Флобер знает Лору с самого детства. Он не раз с ней играл в одни и те же игры. Повзрослев, они никогда не упускали друг друга из виду. Ги познакомился с Гюставом еще в ранней юности. Во время учебы в коллеже Руана он брал уроки у Луи Буйе, где и встретился с Флобером. Юноша как зачарованный слушал разговоры друзей. Годы спустя, когда Ги исполнилось 20 лет, давнее знакомство переросло в крепкую дружбу. Молодой человек поступил на работу в Морское министерство в качестве мелкого служащего. Несмотря на частицу «де», свидетельствующую о благородном происхождении, семья Мопассана отнюдь не купалась в роскоши… На протяжении долгих десяти лет Ги смертельно скучал в пыльных кабинетах министерства в окружении унылых скоросшивателей. Он мечтал стать писателем. Флобер взял пылкого юношу за руку и преподал ему азы писательского мастерства. Свои первые литературные опусы Ги показывает Флоберу. Гюстав оказывается весьма строгим учителем и держится от своего ученика на определенном расстоянии (долгое время он обращается к нему исключительно на «вы»). Со стороны писателя Ги не получает никакого снисхождения. Флобер верит в талант Ги, поскольку распознаёт в нем одаренную личность, обладающую живым умом и большой наблюдательностью. И все же надо работать, поскольку «талант, — по словам Бюффона, — есть не что иное, как долготерпение»[288]. Тем не менее Флоберу нравится этот подающий надежды молодой человек. Он напоминает ему друга Альфреда. «Твой сын не напрасно полюбил меня, — пишет Гюстав Лоре осенью 1872 года, — ибо я испытываю к нему самые искренние дружеские чувства. Он умен, начитан, обаятелен, но главное — он племянник моего бедного Альфреда»[289].
Существует некая загадка, которую время от времени пытаются разгадать и литературные критики, и даже вполне серьезные литературоведы: был ли Ги де Мопассан сыном Флобера? Если судить по фотографиям, то эта гипотеза не находит подтверждения. Между ними нет внешнего сходства. Имел ли Гюстав в тот или иной момент своей жизни более близкие отношения с Лорой, чем товарищеские? Мы не находим подтверждения этому ни в их переписке, ни в свидетельствах знавших их людей. Исключение составляют слова Поля Алексиса[290], входившего в круг друзей Золя. Он слышал, как после смерти Гюстава и Ги не пришедшая в себя от горя Лора говорила о Флобере, как о «дорогом отце» ее сына. Некоторые литературоведы потратили часть своей жизни на то, чтобы найти доказательства этого гипотетического отцовства. В качестве аргумента они ссылались на постоянное присутствие в произведениях Мопассана темы незаконных родственных отношений. В качестве примера, помимо многих других, можно привести роман Ги де Мопассана «Пьер и Жан». Наши доблестные литературные сыщики отвергают одно весьма веское обстоятельство: когда Ги появился на свет в августе 1850 года, Флобер уже около года путешествовал на Востоке. Либо Лора вынашивала Ги «до одиннадцатого месяца», как мать Гаргантюа Гаргамель, либо она умышленно указала более позднюю дату рождения сына, что, несомненно, вызывает вопрос: хотела ли она скрыть свою минуту слабости? Возможно, что вся эта история с отцовством всего лишь плод воображения любителей тайн и загадок. Бесспорно одно: Флобер является истинным духовным и литературным отцом Ги де Мопассана. И этого нам вполне достаточно.
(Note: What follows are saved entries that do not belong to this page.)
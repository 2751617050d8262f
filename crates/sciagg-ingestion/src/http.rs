//! Rate-limited HTTP access shared by every source client.
//!
//! Each client owns one [`HttpClient`], and with it one [`RateLimiter`]; limiters
//! are never shared between sources. Requests that fail with 429, 5xx or a
//! connection problem are retried with exponential backoff.

use std::time::Duration;

use reqwest::StatusCode;
use sciagg_common::Source;
use tokio::sync::Mutex;
use tokio::time::{sleep, sleep_until, Instant};
use tracing::{debug, warn};

use crate::error::{HarvestError, Result};

const USER_AGENT: &str = concat!(
    "sciagg/",
    env!("CARGO_PKG_VERSION"),
    " (personal literature aggregator)"
);
const REQUEST_TIMEOUT: Duration = Duration::from_secs(30);

// ── Rate limiter ─────────────────────────────────────────────────────────────

/// Enforces a minimum interval between request starts.
#[derive(Debug)]
pub struct RateLimiter {
    min_interval: Duration,
    last_request: Mutex<Option<Instant>>,
}

impl RateLimiter {
    /// `rpm` requests per minute; zero disables the limit.
    pub fn per_minute(rpm: u32) -> Self {
        let min_interval = if rpm == 0 {
            Duration::ZERO
        } else {
            Duration::from_secs_f64(60.0 / f64::from(rpm))
        };
        Self { min_interval, last_request: Mutex::new(None) }
    }

    pub fn min_interval(&self) -> Duration {
        self.min_interval
    }

    /// Wait until the next request may start, then claim the slot.
    ///
    /// The lock is held while sleeping so concurrent callers queue up behind
    /// each other instead of all waking at the same instant.
    pub async fn acquire(&self) {
        let mut last = self.last_request.lock().await;
        if let Some(prev) = *last {
            let next = prev + self.min_interval;
            if next > Instant::now() {
                sleep_until(next).await;
            }
        }
        *last = Some(Instant::now());
    }
}

// ── Retry policy ─────────────────────────────────────────────────────────────

#[derive(Debug, Clone, Copy)]
pub struct RetryPolicy {
    pub max_attempts: u32,
    pub base_delay: Duration,
}

impl RetryPolicy {
    /// Delay before attempt `attempt + 1`: 1s, 2s, 4s, ...
    pub fn delay_after(&self, attempt: u32) -> Duration {
        self.base_delay * 2u32.saturating_pow(attempt.saturating_sub(1))
    }
}

impl Default for RetryPolicy {
    fn default() -> Self {
        Self { max_attempts: 3, base_delay: Duration::from_secs(1) }
    }
}

// ── Client ───────────────────────────────────────────────────────────────────

pub struct HttpClient {
    client: reqwest::Client,
    limiter: RateLimiter,
    retry: RetryPolicy,
    origin: Source,
}

impl HttpClient {
    pub fn new(origin: Source, requests_per_minute: u32) -> Result<Self> {
        let client = reqwest::Client::builder()
            .user_agent(USER_AGENT)
            .timeout(REQUEST_TIMEOUT)
            .build()?;
        Ok(Self {
            client,
            limiter: RateLimiter::per_minute(requests_per_minute),
            retry: RetryPolicy::default(),
            origin,
        })
    }

    pub fn with_retry(mut self, retry: RetryPolicy) -> Self {
        self.retry = retry;
        self
    }

    pub fn origin(&self) -> Source {
        self.origin
    }

    /// GET `url` with `query` and return the body as text.
    pub async fn get_text(&self, url: &str, query: &[(&str, String)]) -> Result<String> {
        let mut last_error = String::new();

        for attempt in 1..=self.retry.max_attempts {
            self.limiter.acquire().await;
            debug!(source = %self.origin, url, attempt, "GET");

            match self.client.get(url).query(query).send().await {
                Ok(resp) => {
                    let status = resp.status();
                    if status.is_success() {
                        match resp.text().await {
                            Ok(body) => return Ok(body),
                            Err(e) => last_error = format!("reading body: {e}"),
                        }
                    } else if is_retryable_status(status) {
                        last_error = format!("HTTP {status}");
                    } else {
                        return Err(HarvestError::Permanent {
                            origin: self.origin,
                            message: format!("HTTP {status} from {url}"),
                        });
                    }
                }
                Err(e) if e.is_builder() => {
                    return Err(HarvestError::Permanent {
                        origin: self.origin,
                        message: e.to_string(),
                    });
                }
                Err(e) => last_error = e.to_string(),
            }

            if attempt < self.retry.max_attempts {
                let delay = self.retry.delay_after(attempt);
                warn!(
                    source = %self.origin,
                    attempt,
                    delay_ms = delay.as_millis() as u64,
                    error = %last_error,
                    "Request failed, retrying"
                );
                sleep(delay).await;
            }
        }

        Err(HarvestError::Transient {
            origin: self.origin,
            attempts: self.retry.max_attempts,
            message: last_error,
        })
    }

    /// GET `url` and decode the body as JSON.
    pub async fn get_json(&self, url: &str, query: &[(&str, String)]) -> Result<serde_json::Value> {
        let body = self.get_text(url, query).await?;
        serde_json::from_str(&body).map_err(|e| HarvestError::Parse {
            origin: self.origin,
            message: e.to_string(),
        })
    }
}

fn is_retryable_status(status: StatusCode) -> bool {
    status == StatusCode::TOO_MANY_REQUESTS || status.is_server_error()
}

#[cfg(test)]
mod tests {
    use super::*;

    #[test]
    fn test_min_interval_from_rpm() {
        assert_eq!(RateLimiter::per_minute(10).min_interval(), Duration::from_secs(6));
        assert_eq!(RateLimiter::per_minute(120).min_interval(), Duration::from_millis(500));
        assert_eq!(RateLimiter::per_minute(0).min_interval(), Duration::ZERO);
    }

    #[tokio::test(start_paused = true)]
    async fn test_limiter_spaces_requests() {
        let limiter = RateLimiter::per_minute(30);
        let start = Instant::now();
        for _ in 0..4 {
            limiter.acquire().await;
        }
        // Four requests at 30 rpm: three full 2s gaps.
        assert!(start.elapsed() >= Duration::from_secs(6));
        assert!(start.elapsed() < Duration::from_secs(7));
    }

    #[tokio::test(start_paused = true)]
    async fn test_limiter_first_request_is_immediate() {
        let limiter = RateLimiter::per_minute(1);
        let start = Instant::now();
        limiter.acquire().await;
        assert!(start.elapsed() < Duration::from_millis(1));
    }

    #[test]
    fn test_backoff_doubles() {
        let policy = RetryPolicy::default();
        assert_eq!(policy.delay_after(1), Duration::from_secs(1));
        assert_eq!(policy.delay_after(2), Duration::from_secs(2));
        assert_eq!(policy.delay_after(3), Duration::from_secs(4));
    }

    #[test]
    fn test_retryable_statuses() {
        assert!(is_retryable_status(StatusCode::TOO_MANY_REQUESTS));
        assert!(is_retryable_status(StatusCode::BAD_GATEWAY));
        assert!(!is_retryable_status(StatusCode::BAD_REQUEST));
        assert!(!is_retryable_status(StatusCode::NOT_FOUND));
    }
}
Впрочем, Мопассан после смерти Флобера отдаст поистине великолепную дань уважения своему «отцу»: «Среди всех повстречавшихся на моем жизненном веку людей он был единственным, к кому я испытал глубочайшее уважение. Его дружеское расположение стало для меня чем-то вроде интеллектуального попечения. Он постоянно демонстрировал добрые чувства ко мне, старался быть полезным и отдавал мне все, что мог отдать свой опыт, свои знания. Он делился со мной всем, что накопил за 35 лет упорного труда, литературных изысканий и художественного вдохновения»[291].
ИСКУШЕНИЕ ТЕАТРОМ
Совершенно неожиданно, будто Флобер стосковался по успеху у публики, что довольно странно для него, он увлекся театром. Начиная с весны и на протяжении всего лета 1873 года Гюстав упорно трудится над неоконченной пьесой своего друга Луи Буйе «Слабый пол». Ему хочется поскорее создать «идеальный образец естественного диалога»[292]. Но работа над литературным произведением никогда не давалась ему легко, даже если он не придавал ей «большого значения»[293], как в случае с этой пьесой. Ничего не поделаешь: высокие художественные требования писателя к своему творению всегда замедляют его работу.